Negli ultimi anni quasi ogni aspetto della vita è diventato oggetto di una nuova cultura delle emozioni. La diffusione del linguaggio e delle pratiche terapeutiche nella quotidianità dimostra quanta importanza attribuisca loro la cultura contemporanea. Bambini di nove o dieci anni affermano di sentirsi “stressati” e spesso viene loro diagnosticato uno stato di depressione o di trauma. E mentre ancora si discute se esista o meno una “fobia scolastica”, basta che un bambino sia un po’ vivace o turbolento perché venga dichiarato affetto da un disturbo da deficit dell’attenzione.
Delusioni quotidiane – un rifiuto, un insuccesso, il sentirsi ignorati – vengono visti come una minaccia all’autostima. L’affermarsi di questa cultura “terapeutica”, di un modo di pensare diffuso che influenza la percezione generale dei fatti della vita, coincide per Furedi con una radicale ridefinizione della personalità. Sempre più si incoraggiano le persone a vedersi come impotenti e insicure, a considerare una certa vulnerabilità come una caratteristica psicologica umana e a esternare la propria fragilità interiore.

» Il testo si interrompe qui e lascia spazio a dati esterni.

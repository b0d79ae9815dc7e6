//! `hardlinkable-core`: the offline link planner.
//!
//! Consumes a stream of `(pathname, stat, xattr)` triples (the walker
//! contract, §6), groups files that are equal under a [`MatchingPolicy`],
//! and produces a [`planner::LinkPlan`] that consolidates each group onto
//! one inode via hard links — without ever touching the filesystem itself.
//! Execution is a separate, optional step driven through [`driver::LinkExecutor`].

pub mod digest;
pub mod driver;
pub mod engine;
pub mod error;
pub mod index;
pub mod linkmax;
pub mod oracle;
pub mod planner;
pub mod policy;
pub mod registry;
pub mod stat;
pub mod stats;
pub mod unionfind;
pub mod walker;

pub use digest::{Digest, DigestCache};
pub use driver::LinkExecutor;
pub use engine::{run_scan, run_scan_cancellable, CancelToken, ScanOutput};
pub use error::{ExecError, ScanError};
pub use linkmax::{LinkMaxTable, DEFAULT_LINK_MAX};
pub use planner::{LinkOp, LinkPlan, LinkPlanner};
pub use policy::{EquivalenceKey, MatchingPolicy};
pub use registry::{AdmitVerdict, InodeRecord, InodeRegistry};
pub use stat::{InodeId, StatSnapshot, XattrFingerprint};
pub use stats::Stats;
pub use walker::{WalkEntry, WalkSource};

Esempi estremi li vediamo sullo schermo televisivo negli innumerevoli reality e talk show o nelle esibizioni da parte di uomini politici della propria umana debolezza. Questo nuovo conformismo emotivo è per Furedi una forma di gestione sociale, un governo delle anime più sottile e pervasivo di quanto le religioni e le ideologie del passato siano mai riuscite a fare. Serve a smorzare le tensioni sociali, ad anestetizzare i possibili conflitti, a ridurre al silenzio le voci di ribellione, ridefinendo le questioni pubbliche come problemi privati dell’individuo.